/---
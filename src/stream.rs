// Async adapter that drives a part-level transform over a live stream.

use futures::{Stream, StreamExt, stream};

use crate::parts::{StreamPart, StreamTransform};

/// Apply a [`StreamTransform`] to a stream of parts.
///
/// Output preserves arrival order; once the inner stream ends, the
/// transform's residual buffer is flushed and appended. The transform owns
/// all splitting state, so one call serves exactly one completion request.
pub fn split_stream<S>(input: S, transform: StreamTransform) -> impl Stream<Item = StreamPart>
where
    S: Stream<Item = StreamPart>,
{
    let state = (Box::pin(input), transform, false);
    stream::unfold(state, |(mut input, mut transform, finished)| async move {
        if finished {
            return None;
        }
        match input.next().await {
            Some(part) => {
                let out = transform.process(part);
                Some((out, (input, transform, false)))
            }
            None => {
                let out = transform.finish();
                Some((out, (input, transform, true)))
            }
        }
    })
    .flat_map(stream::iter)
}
\---
With no line skipped, output the listing in full.

filename src/stream.rs
// Async adapter that drives a part-level transform over a live stream.

use futures::{Stream, StreamExt, stream};

use crate::parts::{StreamPart, StreamTransform};

/// Apply a [`StreamTransform`] to a stream of parts.
///
/// Output preserves arrival order; once the inner stream ends, the
/// transform's residual buffer is flushed and appended. The transform owns
/// all splitting state, so one call serves exactly one completion request.
pub fn split_stream<S>(input: S, transform: StreamTransform) -> impl Stream<Item = StreamPart>
where
    S: Stream<Item = StreamPart>,
{
    let state = (Box::pin(input), transform, false);
    stream::unfold(state, |(mut input, mut transform, finished)| async move {
        if finished {
            return None;
        }
        match input.next().await {
            Some(part) => {
                let out = transform.process(part);
                Some((out, (input, transform, false)))
            }
            None => {
                let out = transform.finish();
                Some((out, (input, transform, true)))
            }
        }
    })
    .flat_map(stream::iter)
}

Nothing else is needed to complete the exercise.